Gil Robles era hijo de Enrique Gil Robles, un importante miembro de
la Comunión Tradicionalista que participó activamente en
la política de la Restauración al servicio del Rey carlista
Carlos VII. Terminó el bachillerato a los quince años y
se doctoró en derecho en Madrid con 22, incorporándose a
la cátedra de derecho Administrativo de Gascón y Marín
obteniendo poco después la cátedra de derecho político
de la universidad de La Laguna, aunque pidió la excedencia para
dedicar todo su esfuerzo al diario “El Debate” que había
fundado el periodista santanderino que fue Angel Herrera Oria, hoy en
proceso de beatificación.
Según Cristina Barreiro, profesora de Historia Contemporánea
de la Universidad San Pablo CEU de Madrid, Herrera fue quien “consciente
de sus cualidades, vio en Gil Robles a la persona idónea para organizar
la derecha española”. Herrera, que después llegaría
a Cardenal, y el jesuita Ángel Ayala, fueron quizás las
personas que más influyeron en Gil Robles para dar el salto a la
acción política.
Gil Robles apoyó la sublevación militar de 1936 como golpe
de estado tras el asesinato de Calvo Sotelo. Como relata el notario Ignacio
de Prada, probablemente el último amigo vivo de Gil Robles, en
el boletín de la Asociación Católica de Propagandistas,
“a José María no lo asesinaron porque cuando los guardias
de asalto fueron a buscarle a su casa no se encontraba en Madrid”.

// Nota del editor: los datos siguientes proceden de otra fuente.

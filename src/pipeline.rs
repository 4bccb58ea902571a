//! The pipeline orchestrator: drives each lead through
//! scrape → screenshot → analyze → preview → email, persisting after every
//! step so a crash mid-pipeline leaves the lead resumable, and isolating
//! failures so one bad lead never aborts a batch.

use chrono::Utc;
use tracing::{debug, error, info, warn};

use crate::config::{PipelineConfig, SendingConfig};
use crate::database::{
    get_lead, insert_campaign, insert_lead, leads_with_drafted_emails, mark_lead_sent,
    recompute_campaign_totals, redraft_lead_email, set_lead_stage, update_lead_analysis,
    update_lead_email_draft, update_lead_preview, DbPool,
};
use crate::models::{BatchSummary, Lead, PreviewStatus, Result, SingleLeadOutcome, Stage};
use crate::services::{Collaborators, EmailDraft, SendStatus};

/// The one issue assigned to leads with no website at all. Kept literal:
/// downstream prompts and filters key off it.
pub const NO_WEBSITE_ISSUE: &str = "no website exists";

const NO_WEBSITE_SUMMARY: &str =
    "This business has no website at all — prime opportunity.";

fn title_case(s: &str) -> String {
    s.split_whitespace()
        .map(|word| {
            let mut chars = word.chars();
            match chars.next() {
                Some(first) => first.to_uppercase().collect::<String>() + chars.as_str(),
                None => String::new(),
            }
        })
        .collect::<Vec<_>>()
        .join(" ")
}

fn default_campaign_name(niche: &str, location: &str) -> String {
    format!(
        "{} {} {}",
        title_case(niche),
        location,
        Utc::now().format("%b %Y")
    )
}

pub struct Pipeline {
    db_pool: DbPool,
    collaborators: Collaborators,
    pipeline_config: PipelineConfig,
    sending_config: SendingConfig,
}

impl Pipeline {
    pub fn new(
        db_pool: DbPool,
        collaborators: Collaborators,
        pipeline_config: PipelineConfig,
        sending_config: SendingConfig,
    ) -> Self {
        Self {
            db_pool,
            collaborators,
            pipeline_config,
            sending_config,
        }
    }

    /// Batch entry point: create a campaign, pull up to `limit` candidates
    /// from the lead source, persist each, then run the per-lead state
    /// machine sequentially. A failure in one lead is recorded in the
    /// summary and forces that lead to the error stage; the batch continues.
    pub async fn run_batch(
        &self,
        niche: &str,
        location: &str,
        limit: usize,
        campaign_name: Option<String>,
    ) -> Result<BatchSummary> {
        let name = campaign_name.unwrap_or_else(|| default_campaign_name(niche, location));
        let campaign_id = insert_campaign(&self.db_pool, &name, niche, location).await?;
        info!("Campaign {} created: {}", campaign_id, name);

        let businesses = self
            .collaborators
            .source
            .find(niche, location, limit)
            .await?;

        let mut summary = BatchSummary {
            campaign_id,
            scraped: businesses.len(),
            ..Default::default()
        };

        for record in &businesses {
            let lead_id = insert_lead(&self.db_pool, Some(campaign_id), record).await?;

            match self.advance(lead_id).await {
                Ok(lead) => {
                    if lead.site_score.is_some() {
                        summary.analyzed += 1;
                    }
                    if lead.preview_status == PreviewStatus::Ready {
                        summary.previews_generated += 1;
                    }
                    if lead.email_body.as_deref().is_some_and(|b| !b.is_empty()) {
                        summary.emails_drafted += 1;
                    }
                }
                Err(e) => {
                    let msg = format!("Lead {} ({}): {}", lead_id, record.business_name, e);
                    error!("Pipeline error: {}", msg);
                    summary.errors.push(msg);
                    set_lead_stage(&self.db_pool, lead_id, Stage::Error).await?;
                }
            }
        }

        recompute_campaign_totals(&self.db_pool, campaign_id).await?;
        info!(
            "Batch done: {} scraped, {} analyzed, {} previews, {} drafts, {} errors",
            summary.scraped,
            summary.analyzed,
            summary.previews_generated,
            summary.emails_drafted,
            summary.errors.len()
        );
        Ok(summary)
    }

    /// Retry/reprocess entry point: resume the state machine from whatever
    /// the lead's stored facts support. Idempotent: already-populated facts
    /// are reused, never recomputed.
    pub async fn process_single_lead(&self, lead_id: i64) -> SingleLeadOutcome {
        match get_lead(&self.db_pool, lead_id).await {
            Ok(None) => SingleLeadOutcome::NotFound { lead_id },
            Ok(Some(_)) => match self.advance(lead_id).await {
                Ok(lead) => SingleLeadOutcome::Ok {
                    lead_id,
                    stage: lead.stage,
                },
                Err(e) => SingleLeadOutcome::Error {
                    lead_id,
                    message: e.to_string(),
                },
            },
            Err(e) => SingleLeadOutcome::Error {
                lead_id,
                message: e.to_string(),
            },
        }
    }

    /// The per-lead state machine. Each step persists its facts before the
    /// next one runs; steps whose facts are already populated are skipped.
    async fn advance(&self, lead_id: i64) -> Result<Lead> {
        let mut lead = self.reload(lead_id).await?;

        // Outreach already underway: sent/responded/closed transitions are
        // driven manually or by inbound tracking, never by this machine.
        if lead.stage.is_manual() {
            debug!("Lead {} at {}, nothing to advance", lead_id, lead.stage);
            return Ok(lead);
        }

        if !lead.has_analysis() {
            match lead.website_url.clone() {
                Some(website) => {
                    let screenshot = self
                        .collaborators
                        .screenshotter
                        .capture(lead_id, &website)
                        .await;
                    let analysis = self
                        .collaborators
                        .scorer
                        .score(&lead, screenshot.as_deref())
                        .await?;
                    update_lead_analysis(
                        &self.db_pool,
                        lead_id,
                        analysis.score,
                        &analysis.issues,
                        &analysis.summary,
                        screenshot.as_deref(),
                    )
                    .await?;
                }
                None => {
                    // No website: maximal opportunity, flagged without
                    // spending an external call.
                    let issues = vec![NO_WEBSITE_ISSUE.to_string()];
                    update_lead_analysis(
                        &self.db_pool,
                        lead_id,
                        Some(0),
                        &issues,
                        NO_WEBSITE_SUMMARY,
                        None,
                    )
                    .await?;
                }
            }
            lead = self.reload(lead_id).await?;
        } else if matches!(lead.stage, Stage::Scraped | Stage::Error) {
            // Facts survived an earlier crash or errored run; realign the
            // stage before resuming.
            set_lead_stage(&self.db_pool, lead_id, Stage::Analyzed).await?;
            lead = self.reload(lead_id).await?;
        }

        // Qualification gate: a site at or above the threshold is good
        // enough that we spend no preview or email cost on it.
        if let Some(score) = lead.site_score {
            if score >= self.pipeline_config.min_score_threshold {
                debug!(
                    "Lead {} scored {} >= {}, stopping at analyzed",
                    lead_id, score, self.pipeline_config.min_score_threshold
                );
                return Ok(lead);
            }
        }

        if lead.preview_status != PreviewStatus::Ready {
            let result = self
                .collaborators
                .preview_builder
                .build(&lead, &lead.site_issues)
                .await;
            let stage = if result.status == PreviewStatus::Ready {
                Stage::PreviewReady
            } else {
                // Soft stop: the lead stays where it is and a later retry
                // can attempt the build again.
                lead.stage
            };
            update_lead_preview(
                &self.db_pool,
                lead_id,
                result.url.as_deref(),
                &result.prompt,
                result.status,
                stage,
            )
            .await?;
            lead = self.reload(lead_id).await?;

            if lead.preview_status != PreviewStatus::Ready {
                info!("Preview build failed for lead {}, soft stop at {}", lead_id, lead.stage);
                return Ok(lead);
            }
        }

        let needs_draft = lead.email_body.as_deref().map_or(true, |b| b.is_empty());
        if needs_draft {
            let draft = self
                .collaborators
                .drafter
                .draft(&lead, lead.preview_url.as_deref())
                .await?;
            update_lead_email_draft(&self.db_pool, lead_id, &draft.subject, &draft.body).await?;
            lead = self.reload(lead_id).await?;
        }

        Ok(lead)
    }

    /// Explicit re-draft: regenerates subject/body from the stored facts,
    /// even for a lead whose email already went out. This is the only
    /// sanctioned way to replace a sent email's draft.
    pub async fn redraft_email(&self, lead_id: i64) -> Result<Option<EmailDraft>> {
        let Some(lead) = get_lead(&self.db_pool, lead_id).await? else {
            return Ok(None);
        };
        let draft = self
            .collaborators
            .drafter
            .draft(&lead, lead.preview_url.as_deref())
            .await?;
        redraft_lead_email(&self.db_pool, lead_id, &draft.subject, &draft.body).await?;
        info!("Re-drafted email for lead {}", lead_id);
        Ok(Some(draft))
    }

    /// Send sweep: every lead sitting in draft with a non-empty body goes
    /// out through the email sender. A failed send is logged and the lead
    /// stays in draft for the next sweep; re-running only touches drafts.
    pub async fn sweep_and_send_drafted(&self) -> Result<usize> {
        let drafts = leads_with_drafted_emails(&self.db_pool).await?;
        if drafts.is_empty() {
            info!("No drafted emails to send");
            return Ok(0);
        }

        let mut sent = 0;
        for (i, lead) in drafts.iter().enumerate() {
            let Some(lead_id) = lead.id else { continue };
            let Some(to) = lead.email.as_deref() else {
                warn!("Lead {} has a drafted email but no address, skipping", lead_id);
                continue;
            };
            let subject = lead.email_subject.as_deref().unwrap_or_default();
            let body = lead.email_body.as_deref().unwrap_or_default();

            let outcome = self.collaborators.sender.send(to, subject, body, lead_id).await;
            match outcome.status {
                SendStatus::Sent => {
                    mark_lead_sent(&self.db_pool, lead_id, Utc::now()).await?;
                    sent += 1;
                    debug!(
                        "Sent email for lead {} (external id {:?})",
                        lead_id, outcome.external_id
                    );
                }
                SendStatus::Failed => {
                    warn!(
                        "Send failed for lead {}, leaving in draft: {:?}",
                        lead_id, outcome.error
                    );
                }
            }

            if i + 1 < drafts.len() {
                tokio::time::sleep(std::time::Duration::from_millis(
                    self.sending_config.delay_between_emails_ms,
                ))
                .await;
            }
        }

        info!("Sweep complete: {} of {} drafts sent", sent, drafts.len());
        Ok(sent)
    }

    async fn reload(&self, lead_id: i64) -> Result<Lead> {
        get_lead(&self.db_pool, lead_id)
            .await?
            .ok_or_else(|| format!("lead {} vanished mid-pipeline", lead_id).into())
    }
}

De todas formas, al líder derechista no le gustó el sesgo
que tomaron los acontecimientos durante la guerra civil y se exilió
en Portugal trabajando, desde entonces, por la causa de Don Juan. En 1962
participó en el denominado “contubernio” de Munich
lo que le supuso un nuevo exilio en Ginebra de otros dos años.
Fue, también, un brillantísimo abogado y asumió
la defensa de causas sonadas durante el final del franquismo como la de
Vilá Reyes y el caso MATESA. Su hijo José María Gil
Robles y Gil Delgado fue presidente del Parlamento Europeo y Álvaro
es el actual comisario de Derechos Humanos del Consejo de Europa.

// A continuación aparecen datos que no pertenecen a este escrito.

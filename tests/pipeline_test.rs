//! End-to-end pipeline tests against a temp SQLite database with scripted
//! collaborators: the scorer returns a fixed score sequence and every
//! collaborator counts its invocations.

use std::collections::VecDeque;
use std::sync::atomic::{AtomicUsize, Ordering};
use std::sync::{Arc, Mutex};

use async_trait::async_trait;

use lead_pilot::config::Config;
use lead_pilot::database::{create_db_pool, get_campaign, get_lead, DbPool};
use lead_pilot::models::{
    BusinessRecord, EmailStatus, Lead, PreviewStatus, Result, SingleLeadOutcome, Stage,
};
use lead_pilot::pipeline::{Pipeline, NO_WEBSITE_ISSUE};
use lead_pilot::services::{
    Collaborators, EmailDraft, EmailDrafter, EmailSender, LeadSource, MockScreenshotter,
    PreviewBuilder, PreviewResult, SendOutcome, SendStatus, SiteAnalysis, SiteScorer,
};

fn record(name: &str, website: Option<&str>, email: Option<&str>) -> BusinessRecord {
    BusinessRecord {
        business_name: name.to_string(),
        business_type: "plumber".to_string(),
        address: "Voorbeeldstraat 1".to_string(),
        city: "Amsterdam".to_string(),
        phone: Some("+31 20 123 4567".to_string()),
        email: email.map(|s| s.to_string()),
        website_url: website.map(|s| s.to_string()),
        maps_url: "https://maps.google.com/?cid=1".to_string(),
        rating: Some(4.0),
        reviews_count: Some(10),
    }
}

struct ScriptedSource {
    records: Vec<BusinessRecord>,
    calls: Arc<AtomicUsize>,
}

#[async_trait]
impl LeadSource for ScriptedSource {
    async fn find(
        &self,
        _niche: &str,
        _location: &str,
        limit: usize,
    ) -> Result<Vec<BusinessRecord>> {
        self.calls.fetch_add(1, Ordering::SeqCst);
        Ok(self.records.iter().take(limit).cloned().collect())
    }
}

struct ScriptedScorer {
    // Ok(score) or Err(message), consumed one per call; defaults to Ok(30)
    // when the script runs dry.
    scores: Mutex<VecDeque<std::result::Result<i64, String>>>,
    calls: Arc<AtomicUsize>,
}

¿Dónde estaría hoy políticamente Gil Robles?.
Con Rajoy, Acebes y Zaplana. Su periplo vital, sensible por su pasado
antes de la muerte de Franco y, cada vez más derechista al final,
nos hacen pensar que no había aprendido nada, ni había olvidado
nada a pesar de que la imagen de la reconciliación con Ajuriaguerra
le había dado mucho juego.
El PNV, que podía haber esgrimido el discurso de la revancha,
no lo hizo, por eso conviene recordar estas cosas en este silencioso aniversario.